*PROBLEM TO SOLVE*
Going through the entries below, find how many lines hold "writing", then give that number alone.

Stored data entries
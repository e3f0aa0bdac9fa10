use std::fs;
use std::io;
use std::path::{Path, PathBuf};

use base64::engine::general_purpose::URL_SAFE_NO_PAD;
use base64::Engine;
use rand::rngs::OsRng;
use rand::RngCore;
use serde::{Deserialize, Serialize};
use tracing::{debug, warn};

use crate::config::AppConfig;
use crate::errors::{AppError, AppResult};

const SETTINGS_FILE: &str = "settings.json";
const QPS_RANGE: (u32, u32) = (1, 10);
const SALT_BYTES: usize = 32;
/// Radii offered by the populate sheet, in meters.
pub const POPULATE_RADIUS_OPTIONS_M: [u32; 5] = [5_000, 10_000, 15_000, 25_000, 50_000];

/// Preferences kept in `settings.json` beside the shop store. Values read
/// from disk are normalized, so a hand-edited file cannot push the rate limit
/// or the populate radius outside what the app offers.
#[derive(Debug, Clone, Serialize, Deserialize)]
pub struct UserSettings {
    pub telemetry_enabled: bool,
    pub places_rate_limit_qps: u32,
    #[serde(default)]
    pub populate_radius_m: u32,
    #[serde(default)]
    pub telemetry_salt: String,
}

/// What the settings screen shows; the telemetry salt stays on disk.
#[derive(Debug, Clone, Serialize)]
#[serde(rename_all = "camelCase")]
pub struct SettingsView {
    pub telemetry_enabled: bool,
    pub places_rate_limit_qps: u32,
    pub populate_radius_m: u32,
    pub populate_radius_options_m: Vec<u32>,
}

/// Partial update from the settings screen; absent fields are left alone.
#[derive(Debug, Clone, Default, Deserialize)]
#[serde(rename_all = "camelCase")]
pub struct SettingsPatch {
    pub telemetry_enabled: Option<bool>,
    pub places_rate_limit_qps: Option<u32>,
    pub populate_radius_m: Option<u32>,
}

impl UserSettings {
    /// Reads the settings file, writing fresh defaults when it is missing or
    /// unreadable as JSON.
    pub fn load_or_init(path: &Path, config: &AppConfig) -> AppResult<Self> {
        let contents = match fs::read_to_string(path) {
            Ok(contents) => contents,
            Err(err) if err.kind() == io::ErrorKind::NotFound => {
                debug!(target: "settings", path = %path.display(), "no settings file; writing defaults");
                return Self::init(path, config);
            }
            Err(err) => return Err(AppError::Io(err)),
        };

        let mut settings = match serde_json::from_str::<Self>(&contents) {
            Ok(settings) => settings,
            Err(err) => {
                warn!(target: "settings", error = ?err, "settings file unreadable; regenerating defaults");
                return Self::init(path, config);
            }
        };
        if settings.normalize() {
            settings.persist(path)?;
        }
        Ok(settings)
    }

    pub fn persist(&self, path: &Path) -> AppResult<()> {
        if let Some(parent) = path.parent() {
            fs::create_dir_all(parent)?;
        }
        fs::write(path, serde_json::to_string_pretty(self)?)?;
        Ok(())
    }

    pub fn view(&self) -> SettingsView {
        SettingsView {
            telemetry_enabled: self.telemetry_enabled,
            places_rate_limit_qps: self.places_rate_limit_qps,
            populate_radius_m: self.populate_radius_m,
            populate_radius_options_m: POPULATE_RADIUS_OPTIONS_M.to_vec(),
        }
    }

    pub fn apply(&mut self, patch: &SettingsPatch) {
        if let Some(enabled) = patch.telemetry_enabled {
            self.telemetry_enabled = enabled;
        }
        if let Some(qps) = patch.places_rate_limit_qps {
            self.places_rate_limit_qps = clamp_qps(qps);
        }
        if let Some(radius) = patch.populate_radius_m {
            self.populate_radius_m = snap_radius(radius);
        }
    }

    fn init(path: &Path, config: &AppConfig) -> AppResult<Self> {
        let settings = Self {
            telemetry_enabled: config.telemetry_enabled_by_default,
            places_rate_limit_qps: clamp_qps(config.places_rate_limit_qps),
            populate_radius_m: snap_radius(config.discovery_radius_m),
            telemetry_salt: generate_salt(),
        };
        settings.persist(path)?;
        Ok(settings)
    }

    /// Returns `true` when anything had to change.
    fn normalize(&mut self) -> bool {
        let before = (self.places_rate_limit_qps, self.populate_radius_m);
        self.places_rate_limit_qps = clamp_qps(self.places_rate_limit_qps);
        self.populate_radius_m = snap_radius(self.populate_radius_m);
        let salted = self.telemetry_salt.trim().is_empty();
        if salted {
            self.telemetry_salt = generate_salt();
        }
        salted || before != (self.places_rate_limit_qps, self.populate_radius_m)
    }
}

fn clamp_qps(value: u32) -> u32 {
    value.clamp(QPS_RANGE.0, QPS_RANGE.1)
}

/// Nearest offered radius; ties go to the smaller option.
fn snap_radius(value: u32) -> u32 {
    POPULATE_RADIUS_OPTIONS_M
        .iter()
        .copied()
        .min_by_key(|option| option.abs_diff(value))
        .unwrap_or(POPULATE_RADIUS_OPTIONS_M[0])
}

fn generate_salt() -> String {
    let mut bytes = [0_u8; SALT_BYTES];
    OsRng.fill_bytes(&mut bytes);
    URL_SAFE_NO_PAD.encode(bytes)
}

pub fn settings_path(data_dir: &Path) -> PathBuf {
    data_dir.join(SETTINGS_FILE)
}

#[cfg(test)]
mod tests {
    use super::*;
    use tempfile::tempdir;

    #[test]
    fn first_launch_writes_defaults_from_config() {
        let dir = tempdir().unwrap();
        let path = settings_path(dir.path());
        let settings = UserSettings::load_or_init(&path, &AppConfig::for_tests()).unwrap();
        assert!(path.exists());
        assert_eq!(settings.places_rate_limit_qps, 10);
        assert_eq!(settings.populate_radius_m, 15_000);
        assert_eq!(settings.telemetry_salt.len(), 43);
        assert_eq!(settings.view().populate_radius_options_m.len(), 5);
    }

    #[test]
    fn patch_is_clamped_and_survives_reload() {
        let dir = tempdir().unwrap();
        let config = AppConfig::for_tests();
        let path = settings_path(dir.path());
        let mut settings = UserSettings::load_or_init(&path, &config).unwrap();
        settings.apply(&SettingsPatch {
            telemetry_enabled: Some(false),
            places_rate_limit_qps: Some(0),
            populate_radius_m: Some(30_000),
        });
        settings.persist(&path).unwrap();

        let reloaded = UserSettings::load_or_init(&path, &config).unwrap();
        assert!(!reloaded.telemetry_enabled);
        assert_eq!(reloaded.places_rate_limit_qps, 1);
        assert_eq!(reloaded.populate_radius_m, 25_000);
        assert_eq!(reloaded.telemetry_salt, settings.telemetry_salt);
    }

    #[test]
    fn hand_edited_values_are_normalized_on_load() {
        let dir = tempdir().unwrap();
        let path = settings_path(dir.path());
        fs::write(
            &path,
            r#"{"telemetry_enabled": false, "places_rate_limit_qps": 99, "populate_radius_m": 7000}"#,
        )
        .unwrap();

        let settings = UserSettings::load_or_init(&path, &AppConfig::for_tests()).unwrap();
        assert!(!settings.telemetry_enabled);
        assert_eq!(settings.places_rate_limit_qps, 10);
        assert_eq!(settings.populate_radius_m, 5_000);
        assert!(!settings.telemetry_salt.is_empty());

        let on_disk: UserSettings = serde_json::from_str(&fs::read_to_string(&path).unwrap()).unwrap();
        assert_eq!(on_disk.telemetry_salt, settings.telemetry_salt);
        assert_eq!(on_disk.places_rate_limit_qps, 10);
    }

    #[test]
    fn unreadable_file_is_regenerated() {
        let dir = tempdir().unwrap();
        let path = settings_path(dir.path());
        fs::write(&path, "{not json").unwrap();
        let settings = UserSettings::load_or_init(&path, &AppConfig::for_tests()).unwrap();
        assert!(settings.telemetry_enabled);
        assert!(serde_json::from_str::<UserSettings>(&fs::read_to_string(&path).unwrap()).is_ok());
    }

    #[test]
    fn snaps_radius_to_offered_options() {
        assert_eq!(snap_radius(0), 5_000);
        assert_eq!(snap_radius(12_000), 10_000);
        assert_eq!(snap_radius(12_500), 10_000);
        assert_eq!(snap_radius(13_000), 15_000);
        assert_eq!(snap_radius(1_000_000), 50_000);
    }
}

*YOUR RESPONSE*
2